[THE INPUT]

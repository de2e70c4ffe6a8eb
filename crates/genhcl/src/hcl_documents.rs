//! collection of hcl documents of one configuration directory
//!
//! [HclDocuments] tracks every parsed file together with its [SourceFile] so spans of the parsed tree can be turned
//! into user friendly locations later on. Two kinds of documents exist:
//! - configuration files (`*.tm`, `*.tm.hcl`) declaring `generate_hcl` blocks among other things
//! - generation files (`*.tmgen`) whose whole body is the content of an implicit generation block
//!
//! At this point documents only have to be valid HCL to be accepted.
use crate::error::LoadError;
use crate::source::SourceFile;
use hcl_edit::structure::{Block, Body};
use std::path::Path;
use std::sync::Arc;

/// Suffix of files holding the content of an implicit generation block
pub const TMGEN_SUFFIX: &str = ".tmgen";

const CONFIG_SUFFIXES: [&str; 2] = [".tm", ".tm.hcl"];

#[derive(Debug, Clone, Copy, PartialEq, Eq)]
pub enum DocumentKind {
    Config,
    Tmgen,
}

impl DocumentKind {
    /// Kind of document by file name, `None` for files that are not ours
    pub fn of(file_name: &str) -> Option<Self> {
        if file_name.starts_with('.') {
            return None;
        }
        if file_name.ends_with(TMGEN_SUFFIX) && file_name.len() > TMGEN_SUFFIX.len() {
            return Some(DocumentKind::Tmgen);
        }
        if CONFIG_SUFFIXES.iter().any(|suffix| file_name.ends_with(suffix)) {
            return Some(DocumentKind::Config);
        }
        None
    }
}

#[derive(Debug, Clone)]
pub struct Document {
    pub kind: DocumentKind,
    pub source: Arc<SourceFile>,
    pub body: Body,
}

#[derive(Default, Debug, Clone)]
pub struct HclDocuments {
    documents: Vec<Document>,
}

impl HclDocuments {
    /// Inserts an already parsed document
    pub fn insert(&mut self, kind: DocumentKind, source: SourceFile, body: Body) {
        self.documents.push(Document {
            kind,
            source: Arc::new(source),
            body,
        });
    }

    /// Parses and inserts `text` as if it was read from `path`
    pub fn insert_source(
        &mut self,
        kind: DocumentKind,
        path: impl Into<std::path::PathBuf>,
        text: impl Into<String>,
    ) -> Result<(), LoadError> {
        let source = SourceFile::new(path, text);
        let body = hcl_edit::parser::parse_body(source.text()).map_err(|source_err| {
            LoadError::HclParseFailed {
                path: source.path().to_path_buf(),
                source: source_err,
            }
        })?;

        self.insert(kind, source, body);
        Ok(())
    }

    /// Root blocks of all configuration documents
    pub fn config_blocks(&self) -> impl Iterator<Item = (&Arc<SourceFile>, &Block)> {
        self.documents
            .iter()
            .filter(|doc| doc.kind == DocumentKind::Config)
            .flat_map(|doc| doc.body.blocks().map(move |block| (&doc.source, block)))
    }

    pub fn tmgen_documents(&self) -> impl Iterator<Item = &Document> {
        self.documents
            .iter()
            .filter(|doc| doc.kind == DocumentKind::Tmgen)
    }

    pub fn is_empty(&self) -> bool {
        self.documents.is_empty()
    }
}

impl HclDocuments {
    pub fn load_file(&mut self, kind: DocumentKind, file_path: &Path) -> Result<(), LoadError> {
        tracing::info!(path=%file_path.display(), ?kind, "loading file");

        let file_contents = std::fs::read_to_string(file_path)?;
        self.insert_source(kind, file_path, file_contents)
    }

    /// Load every configuration and generation file of `dir_path`
    ///
    /// Files are loaded in file name order. Sub directories are not visited.
    pub fn load_directory(&mut self, dir_path: &Path) -> Result<(), LoadError> {
        let mut files = vec![];

        for dir_entry in std::fs::read_dir(dir_path)? {
            let dir_entry = dir_entry?;
            if !dir_entry.file_type()?.is_file() {
                continue;
            }

            let file_name = dir_entry.file_name().to_string_lossy().to_string();
            if let Some(kind) = DocumentKind::of(&file_name) {
                files.push((file_name, kind, dir_entry.path()));
            }
        }

        files.sort_by(|(a, ..), (b, ..)| a.cmp(b));
        for (_, kind, file_path) in files {
            self.load_file(kind, &file_path)?;
        }

        Ok(())
    }
}

/// Utility macro to create [HclDocuments]
///
/// Create from a single configuration document
/// ```
/// # use genhcl::hcl_documents;
/// hcl_documents!("attribute = 42");
/// ```
///
/// Create from multiple documents (path required, the kind follows from the file name)
/// ```
/// # use genhcl::hcl_documents;
/// hcl_documents! {
///   "gen.tm.hcl" => "generate_hcl \"a.hcl\" {\n content {}\n}",
///   "b.hcl.tmgen" => "b = 2"
/// };
/// ```
///
/// # Panic
/// Panics on invalid input
///
/// ```should_panic
/// # use genhcl::hcl_documents;
/// hcl_documents!("not = valid = hcl");
/// ```
#[macro_export]
macro_rules! hcl_documents {
    // single configuration document
    { $expr:expr } => {
        $crate::hcl_documents! { "config.tm.hcl" => $expr }
    };
    // multi document with sources
    { $($source:expr => $expr:expr),+ } => {{
        let mut docs = $crate::hcl_documents::HclDocuments::default();
        $(
            let kind = $crate::hcl_documents::DocumentKind::of($source).expect("file name must be a known kind");
            docs.insert_source(kind, $source, $expr).expect("body must parse");
        )+

        docs
    }};
}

[/THE INPUT]

### EXERCISE DESCRIPTION
All lines from the records above should be copied exactly.

### ANSWER FOR THIS EXERCISE
repository de2e70c4ffe6a8eb
filename crates/genhcl/src/hcl_documents.rs
//! collection of hcl documents of one configuration directory
//!
//! [HclDocuments] tracks every parsed file together with its [SourceFile] so spans of the parsed tree can be turned
//! into user friendly locations later on. Two kinds of documents exist:
//! - configuration files (`*.tm`, `*.tm.hcl`) declaring `generate_hcl` blocks among other things
//! - generation files (`*.tmgen`) whose whole body is the content of an implicit generation block
//!
//! At this point documents only have to be valid HCL to be accepted.
use crate::error::LoadError;
use crate::source::SourceFile;
use hcl_edit::structure::{Block, Body};
use std::path::Path;
use std::sync::Arc;

/// Suffix of files holding the content of an implicit generation block
pub const TMGEN_SUFFIX: &str = ".tmgen";

const CONFIG_SUFFIXES: [&str; 2] = [".tm", ".tm.hcl"];

#[derive(Debug, Clone, Copy, PartialEq, Eq)]
pub enum DocumentKind {
    Config,
    Tmgen,
}

impl DocumentKind {
    /// Kind of document by file name, `None` for files that are not ours
    pub fn of(file_name: &str) -> Option<Self> {
        if file_name.starts_with('.') {
            return None;
        }
        if file_name.ends_with(TMGEN_SUFFIX) && file_name.len() > TMGEN_SUFFIX.len() {
            return Some(DocumentKind::Tmgen);
        }
        if CONFIG_SUFFIXES.iter().any(|suffix| file_name.ends_with(suffix)) {
            return Some(DocumentKind::Config);
        }
        None
    }
}

#[derive(Debug, Clone)]
pub struct Document {
    pub kind: DocumentKind,
    pub source: Arc<SourceFile>,
    pub body: Body,
}

#[derive(Default, Debug, Clone)]
pub struct HclDocuments {
    documents: Vec<Document>,
}

impl HclDocuments {
    /// Inserts an already parsed document
    pub fn insert(&mut self, kind: DocumentKind, source: SourceFile, body: Body) {
        self.documents.push(Document {
            kind,
            source: Arc::new(source),
            body,
        });
    }

    /// Parses and inserts `text` as if it was read from `path`
    pub fn insert_source(
        &mut self,
        kind: DocumentKind,
        path: impl Into<std::path::PathBuf>,
        text: impl Into<String>,
    ) -> Result<(), LoadError> {
        let source = SourceFile::new(path, text);
        let body = hcl_edit::parser::parse_body(source.text()).map_err(|source_err| {
            LoadError::HclParseFailed {
                path: source.path().to_path_buf(),
                source: source_err,
            }
        })?;

        self.insert(kind, source, body);
        Ok(())
    }

    /// Root blocks of all configuration documents
    pub fn config_blocks(&self) -> impl Iterator<Item = (&Arc<SourceFile>, &Block)> {
        self.documents
            .iter()
            .filter(|doc| doc.kind == DocumentKind::Config)
            .flat_map(|doc| doc.body.blocks().map(move |block| (&doc.source, block)))
    }

    pub fn tmgen_documents(&self) -> impl Iterator<Item = &Document> {
        self.documents
            .iter()
            .filter(|doc| doc.kind == DocumentKind::Tmgen)
    }

    pub fn is_empty(&self) -> bool {
        self.documents.is_empty()
    }
}

impl HclDocuments {
    pub fn load_file(&mut self, kind: DocumentKind, file_path: &Path) -> Result<(), LoadError> {
        tracing::info!(path=%file_path.display(), ?kind, "loading file");

        let file_contents = std::fs::read_to_string(file_path)?;
        self.insert_source(kind, file_path, file_contents)
    }

    /// Load every configuration and generation file of `dir_path`
    ///
    /// Files are loaded in file name order. Sub directories are not visited.
    pub fn load_directory(&mut self, dir_path: &Path) -> Result<(), LoadError> {
        let mut files = vec![];

        for dir_entry in std::fs::read_dir(dir_path)? {
            let dir_entry = dir_entry?;
            if !dir_entry.file_type()?.is_file() {
                continue;
            }

            let file_name = dir_entry.file_name().to_string_lossy().to_string();
            if let Some(kind) = DocumentKind::of(&file_name) {
                files.push((file_name, kind, dir_entry.path()));
            }
        }

        files.sort_by(|(a, ..), (b, ..)| a.cmp(b));
        for (_, kind, file_path) in files {
            self.load_file(kind, &file_path)?;
        }

        Ok(())
    }
}

/// Utility macro to create [HclDocuments]
///
/// Create from a single configuration document
/// ```
/// # use genhcl::hcl_documents;
/// hcl_documents!("attribute = 42");
/// ```
///
/// Create from multiple documents (path required, the kind follows from the file name)
/// ```
/// # use genhcl::hcl_documents;
/// hcl_documents! {
///   "gen.tm.hcl" => "generate_hcl \"a.hcl\" {\n content {}\n}",
///   "b.hcl.tmgen" => "b = 2"
/// };
/// ```
///
/// # Panic
/// Panics on invalid input
///
/// ```should_panic
/// # use genhcl::hcl_documents;
/// hcl_documents!("not = valid = hcl");
/// ```
#[macro_export]
macro_rules! hcl_documents {
    // single configuration document
    { $expr:expr } => {
        $crate::hcl_documents! { "config.tm.hcl" => $expr }
    };
    // multi document with sources
    { $($source:expr => $expr:expr),+ } => {{
        let mut docs = $crate::hcl_documents::HclDocuments::default();
        $(
            let kind = $crate::hcl_documents::DocumentKind::of($source).expect("file name must be a known kind");
            docs.insert_source(kind, $source, $expr).expect("body must parse");
        )+

        docs
    }};
}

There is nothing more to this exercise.